What you will do.
Extract the final stretch of the data: the line that contains "for entry in" and every line after it, unaltered, and no other lines.

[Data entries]
───
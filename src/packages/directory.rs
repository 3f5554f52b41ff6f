// src/packages/directory.rs

//! Package directory listing
//!
//! Package state is always computed fresh from the directory, never carried
//! incrementally, so in-memory assumptions cannot drift from disk.

use crate::error::Result;
use crate::packages::name::{canonical_from_disabled, disabled_filename, is_package_filename};
use serde::{Deserialize, Serialize};
use std::collections::BTreeMap;
use std::fs;
use std::path::{Path, PathBuf};
use tracing::warn;

/// Availability of a package as seen by the host
#[derive(Debug, Clone, Copy, PartialEq, Eq, Serialize, Deserialize)]
#[serde(rename_all = "lowercase")]
pub enum PackageState {
    /// File present at its canonical name
    Enabled,
    /// File present at canonical name + disabled suffix
    Disabled,
    /// Neither form exists
    Missing,
}

/// One package found in the directory
#[derive(Debug, Clone, PartialEq, Eq)]
pub struct PackageEntry {
    /// Canonical filename (`*.var`)
    pub name: String,
    pub state: PackageState,
    /// True when both the canonical and the disabled file exist
    pub shadowed: bool,
}

/// Path of the canonical (enabled) form
pub fn enabled_path(addon_dir: &Path, name: &str) -> PathBuf {
    addon_dir.join(name)
}

/// Path of the disabled form
pub fn disabled_path(addon_dir: &Path, name: &str) -> PathBuf {
    addon_dir.join(disabled_filename(name))
}

/// Current state of a single package
pub fn state_of(addon_dir: &Path, name: &str) -> PackageState {
    if enabled_path(addon_dir, name).is_file() {
        PackageState::Enabled
    } else if disabled_path(addon_dir, name).is_file() {
        PackageState::Disabled
    } else {
        PackageState::Missing
    }
}

/// List every package in the directory (top level only), sorted by name
///
/// A package present in both forms is reported `Enabled` and flagged
/// `shadowed`; the host sees the canonical file.
pub fn list_packages(addon_dir: &Path) -> Result<Vec<PackageEntry>> {
    let mut found: BTreeMap<String, (bool, bool)> = BTreeMap::new();

    for entry in fs::read_dir(addon_dir)? {
        let entry = entry?;
        if !entry.file_type()?.is_file() {
            continue;
        }

        let file_name = entry.file_name();
        let Some(file_name) = file_name.to_str() else {
            warn!("Skipping non UTF-8 filename in {}", addon_dir.display());
            continue;
        };

        if is_package_filename(file_name) {
            found.entry(file_name.to_string()).or_default().0 = true;
        } else if let Some(canonical) = canonical_from_disabled(file_name) {
            found.entry(canonical.to_string()).or_default().1 = true;
        }
    }

    Ok(found
        .into_iter()
        .map(|(name, (enabled, disabled))| PackageEntry {
            name,
            state: if enabled {
                PackageState::Enabled
            } else {
                PackageState::Disabled
            },
            shadowed: enabled && disabled,
        })
        .collect())
}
───
Output for this exercise.
    for entry in fs::read_dir(addon_dir)? {
        let entry = entry?;
        if !entry.file_type()?.is_file() {
            continue;
        }

        let file_name = entry.file_name();
        let Some(file_name) = file_name.to_str() else {
            warn!("Skipping non UTF-8 filename in {}", addon_dir.display());
            continue;
        };

        if is_package_filename(file_name) {
            found.entry(file_name.to_string()).or_default().0 = true;
        } else if let Some(canonical) = canonical_from_disabled(file_name) {
            found.entry(canonical.to_string()).or_default().1 = true;
        }
    }

    Ok(found
        .into_iter()
        .map(|(name, (enabled, disabled))| PackageEntry {
            name,
            state: if enabled {
                PackageState::Enabled
            } else {
                PackageState::Disabled
            },
            shadowed: enabled && disabled,
        })
        .collect())
}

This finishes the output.